### EXERCISE PROMPT
Would you give the records below again, exactly and completely?

### SOURCE DATA
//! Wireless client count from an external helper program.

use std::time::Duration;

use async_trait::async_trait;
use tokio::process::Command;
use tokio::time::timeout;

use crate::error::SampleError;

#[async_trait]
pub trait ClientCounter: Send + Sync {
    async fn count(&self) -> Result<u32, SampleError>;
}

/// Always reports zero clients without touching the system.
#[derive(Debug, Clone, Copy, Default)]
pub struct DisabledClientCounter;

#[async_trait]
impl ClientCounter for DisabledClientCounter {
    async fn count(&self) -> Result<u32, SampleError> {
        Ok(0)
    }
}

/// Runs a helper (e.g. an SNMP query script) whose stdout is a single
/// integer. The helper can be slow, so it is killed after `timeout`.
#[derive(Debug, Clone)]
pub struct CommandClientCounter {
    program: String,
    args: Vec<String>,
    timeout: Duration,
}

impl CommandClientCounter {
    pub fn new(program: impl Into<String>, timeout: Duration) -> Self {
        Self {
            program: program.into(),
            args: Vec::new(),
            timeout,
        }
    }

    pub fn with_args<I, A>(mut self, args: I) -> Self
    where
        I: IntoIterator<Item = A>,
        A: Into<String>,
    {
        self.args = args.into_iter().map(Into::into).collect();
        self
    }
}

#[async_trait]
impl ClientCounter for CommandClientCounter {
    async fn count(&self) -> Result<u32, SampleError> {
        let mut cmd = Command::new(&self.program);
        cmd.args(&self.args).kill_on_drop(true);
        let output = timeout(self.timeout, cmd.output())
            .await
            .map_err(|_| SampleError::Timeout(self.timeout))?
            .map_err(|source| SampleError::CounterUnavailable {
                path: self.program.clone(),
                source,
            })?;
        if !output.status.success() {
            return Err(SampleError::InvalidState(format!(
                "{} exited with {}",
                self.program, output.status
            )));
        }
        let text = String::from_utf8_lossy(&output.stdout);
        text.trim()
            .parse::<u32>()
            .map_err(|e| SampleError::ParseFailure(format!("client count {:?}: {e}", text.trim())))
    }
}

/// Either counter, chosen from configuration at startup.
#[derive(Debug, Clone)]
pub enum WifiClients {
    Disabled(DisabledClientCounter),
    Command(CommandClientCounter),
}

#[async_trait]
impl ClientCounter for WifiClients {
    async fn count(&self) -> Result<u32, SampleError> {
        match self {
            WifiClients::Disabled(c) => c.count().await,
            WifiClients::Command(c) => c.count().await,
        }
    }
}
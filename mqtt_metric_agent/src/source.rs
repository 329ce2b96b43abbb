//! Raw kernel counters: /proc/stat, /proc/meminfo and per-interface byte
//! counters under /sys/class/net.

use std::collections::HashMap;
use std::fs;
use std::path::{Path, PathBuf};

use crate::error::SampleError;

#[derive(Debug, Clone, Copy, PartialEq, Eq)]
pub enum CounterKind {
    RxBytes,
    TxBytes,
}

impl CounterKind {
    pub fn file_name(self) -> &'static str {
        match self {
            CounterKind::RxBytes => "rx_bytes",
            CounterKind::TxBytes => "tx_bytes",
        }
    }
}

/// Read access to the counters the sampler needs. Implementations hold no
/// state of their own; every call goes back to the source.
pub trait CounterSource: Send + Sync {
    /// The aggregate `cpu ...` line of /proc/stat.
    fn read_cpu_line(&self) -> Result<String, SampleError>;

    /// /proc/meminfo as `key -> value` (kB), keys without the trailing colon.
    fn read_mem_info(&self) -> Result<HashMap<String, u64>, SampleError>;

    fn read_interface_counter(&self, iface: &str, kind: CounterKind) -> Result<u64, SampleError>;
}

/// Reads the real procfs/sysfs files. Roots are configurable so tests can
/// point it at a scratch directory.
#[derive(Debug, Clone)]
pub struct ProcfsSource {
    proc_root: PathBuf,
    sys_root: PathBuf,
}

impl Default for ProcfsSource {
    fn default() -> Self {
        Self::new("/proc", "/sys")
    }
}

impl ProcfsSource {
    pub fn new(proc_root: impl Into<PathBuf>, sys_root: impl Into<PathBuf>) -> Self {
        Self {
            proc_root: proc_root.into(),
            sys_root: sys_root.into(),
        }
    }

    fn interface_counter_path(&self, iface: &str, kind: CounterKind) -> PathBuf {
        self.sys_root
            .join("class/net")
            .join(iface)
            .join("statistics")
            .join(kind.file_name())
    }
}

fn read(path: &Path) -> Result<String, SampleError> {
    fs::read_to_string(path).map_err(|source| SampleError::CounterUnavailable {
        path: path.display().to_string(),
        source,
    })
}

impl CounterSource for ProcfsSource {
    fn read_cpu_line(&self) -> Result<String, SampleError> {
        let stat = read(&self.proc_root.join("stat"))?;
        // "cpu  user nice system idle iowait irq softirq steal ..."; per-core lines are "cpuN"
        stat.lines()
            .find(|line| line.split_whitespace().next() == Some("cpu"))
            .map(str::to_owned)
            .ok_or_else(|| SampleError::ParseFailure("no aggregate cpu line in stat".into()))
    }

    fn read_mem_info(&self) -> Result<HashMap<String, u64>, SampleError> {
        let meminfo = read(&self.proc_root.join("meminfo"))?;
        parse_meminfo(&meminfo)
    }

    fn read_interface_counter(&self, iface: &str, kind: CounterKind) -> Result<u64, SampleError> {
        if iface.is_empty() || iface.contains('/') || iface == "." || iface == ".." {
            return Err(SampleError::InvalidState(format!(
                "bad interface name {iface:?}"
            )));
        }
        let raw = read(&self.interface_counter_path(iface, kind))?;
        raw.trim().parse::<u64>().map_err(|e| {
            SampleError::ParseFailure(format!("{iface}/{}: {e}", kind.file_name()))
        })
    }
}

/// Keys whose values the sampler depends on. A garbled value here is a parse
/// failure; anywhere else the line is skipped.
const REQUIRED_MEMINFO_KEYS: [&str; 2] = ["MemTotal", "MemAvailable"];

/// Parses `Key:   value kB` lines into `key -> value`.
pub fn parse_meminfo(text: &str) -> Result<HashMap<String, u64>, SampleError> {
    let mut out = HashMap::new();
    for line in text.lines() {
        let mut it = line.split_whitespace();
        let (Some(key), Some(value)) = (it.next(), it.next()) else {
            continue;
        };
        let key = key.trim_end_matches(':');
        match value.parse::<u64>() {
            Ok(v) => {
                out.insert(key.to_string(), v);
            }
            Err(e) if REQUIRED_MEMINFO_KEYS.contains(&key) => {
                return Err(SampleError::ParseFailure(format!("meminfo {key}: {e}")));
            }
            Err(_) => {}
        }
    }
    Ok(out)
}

### RESPONSE
//! Wireless client count from an external helper program.

use std::time::Duration;

use async_trait::async_trait;
use tokio::process::Command;
use tokio::time::timeout;

use crate::error::SampleError;

#[async_trait]
pub trait ClientCounter: Send + Sync {
    async fn count(&self) -> Result<u32, SampleError>;
}

/// Always reports zero clients without touching the system.
#[derive(Debug, Clone, Copy, Default)]
pub struct DisabledClientCounter;

#[async_trait]
impl ClientCounter for DisabledClientCounter {
    async fn count(&self) -> Result<u32, SampleError> {
        Ok(0)
    }
}

/// Runs a helper (e.g. an SNMP query script) whose stdout is a single
/// integer. The helper can be slow, so it is killed after `timeout`.
#[derive(Debug, Clone)]
pub struct CommandClientCounter {
    program: String,
    args: Vec<String>,
    timeout: Duration,
}

impl CommandClientCounter {
    pub fn new(program: impl Into<String>, timeout: Duration) -> Self {
        Self {
            program: program.into(),
            args: Vec::new(),
            timeout,
        }
    }

    pub fn with_args<I, A>(mut self, args: I) -> Self
    where
        I: IntoIterator<Item = A>,
        A: Into<String>,
    {
        self.args = args.into_iter().map(Into::into).collect();
        self
    }
}

#[async_trait]
impl ClientCounter for CommandClientCounter {
    async fn count(&self) -> Result<u32, SampleError> {
        let mut cmd = Command::new(&self.program);
        cmd.args(&self.args).kill_on_drop(true);
        let output = timeout(self.timeout, cmd.output())
            .await
            .map_err(|_| SampleError::Timeout(self.timeout))?
            .map_err(|source| SampleError::CounterUnavailable {
                path: self.program.clone(),
                source,
            })?;
        if !output.status.success() {
            return Err(SampleError::InvalidState(format!(
                "{} exited with {}",
                self.program, output.status
            )));
        }
        let text = String::from_utf8_lossy(&output.stdout);
        text.trim()
            .parse::<u32>()
            .map_err(|e| SampleError::ParseFailure(format!("client count {:?}: {e}", text.trim())))
    }
}

/// Either counter, chosen from configuration at startup.
#[derive(Debug, Clone)]
pub enum WifiClients {
    Disabled(DisabledClientCounter),
    Command(CommandClientCounter),
}

#[async_trait]
impl ClientCounter for WifiClients {
    async fn count(&self) -> Result<u32, SampleError> {
        match self {
            WifiClients::Disabled(c) => c.count().await,
            WifiClients::Command(c) => c.count().await,
        }
    }
}
filename mqtt_metric_agent/src/source.rs
repository 329ce2b96b43abbb
//! Raw kernel counters: /proc/stat, /proc/meminfo and per-interface byte
//! counters under /sys/class/net.

use std::collections::HashMap;
use std::fs;
use std::path::{Path, PathBuf};

use crate::error::SampleError;

#[derive(Debug, Clone, Copy, PartialEq, Eq)]
pub enum CounterKind {
    RxBytes,
    TxBytes,
}

impl CounterKind {
    pub fn file_name(self) -> &'static str {
        match self {
            CounterKind::RxBytes => "rx_bytes",
            CounterKind::TxBytes => "tx_bytes",
        }
    }
}

/// Read access to the counters the sampler needs. Implementations hold no
/// state of their own; every call goes back to the source.
pub trait CounterSource: Send + Sync {
    /// The aggregate `cpu ...` line of /proc/stat.
    fn read_cpu_line(&self) -> Result<String, SampleError>;

    /// /proc/meminfo as `key -> value` (kB), keys without the trailing colon.
    fn read_mem_info(&self) -> Result<HashMap<String, u64>, SampleError>;

    fn read_interface_counter(&self, iface: &str, kind: CounterKind) -> Result<u64, SampleError>;
}

/// Reads the real procfs/sysfs files. Roots are configurable so tests can
/// point it at a scratch directory.
#[derive(Debug, Clone)]
pub struct ProcfsSource {
    proc_root: PathBuf,
    sys_root: PathBuf,
}

impl Default for ProcfsSource {
    fn default() -> Self {
        Self::new("/proc", "/sys")
    }
}

impl ProcfsSource {
    pub fn new(proc_root: impl Into<PathBuf>, sys_root: impl Into<PathBuf>) -> Self {
        Self {
            proc_root: proc_root.into(),
            sys_root: sys_root.into(),
        }
    }

    fn interface_counter_path(&self, iface: &str, kind: CounterKind) -> PathBuf {
        self.sys_root
            .join("class/net")
            .join(iface)
            .join("statistics")
            .join(kind.file_name())
    }
}

fn read(path: &Path) -> Result<String, SampleError> {
    fs::read_to_string(path).map_err(|source| SampleError::CounterUnavailable {
        path: path.display().to_string(),
        source,
    })
}

impl CounterSource for ProcfsSource {
    fn read_cpu_line(&self) -> Result<String, SampleError> {
        let stat = read(&self.proc_root.join("stat"))?;
        // "cpu  user nice system idle iowait irq softirq steal ..."; per-core lines are "cpuN"
        stat.lines()
            .find(|line| line.split_whitespace().next() == Some("cpu"))
            .map(str::to_owned)
            .ok_or_else(|| SampleError::ParseFailure("no aggregate cpu line in stat".into()))
    }

    fn read_mem_info(&self) -> Result<HashMap<String, u64>, SampleError> {
        let meminfo = read(&self.proc_root.join("meminfo"))?;
        parse_meminfo(&meminfo)
    }

    fn read_interface_counter(&self, iface: &str, kind: CounterKind) -> Result<u64, SampleError> {
        if iface.is_empty() || iface.contains('/') || iface == "." || iface == ".." {
            return Err(SampleError::InvalidState(format!(
                "bad interface name {iface:?}"
            )));
        }
        let raw = read(&self.interface_counter_path(iface, kind))?;
        raw.trim().parse::<u64>().map_err(|e| {
            SampleError::ParseFailure(format!("{iface}/{}: {e}", kind.file_name()))
        })
    }
}

/// Keys whose values the sampler depends on. A garbled value here is a parse
/// failure; anywhere else the line is skipped.
const REQUIRED_MEMINFO_KEYS: [&str; 2] = ["MemTotal", "MemAvailable"];

/// Parses `Key:   value kB` lines into `key -> value`.
pub fn parse_meminfo(text: &str) -> Result<HashMap<String, u64>, SampleError> {
    let mut out = HashMap::new();
    for line in text.lines() {
        let mut it = line.split_whitespace();
        let (Some(key), Some(value)) = (it.next(), it.next()) else {
            continue;
        };
        let key = key.trim_end_matches(':');
        match value.parse::<u64>() {
            Ok(v) => {
                out.insert(key.to_string(), v);
            }
            Err(e) if REQUIRED_MEMINFO_KEYS.contains(&key) => {
                return Err(SampleError::ParseFailure(format!("meminfo {key}: {e}")));
            }
            Err(_) => {}
        }
    }
    Ok(out)
}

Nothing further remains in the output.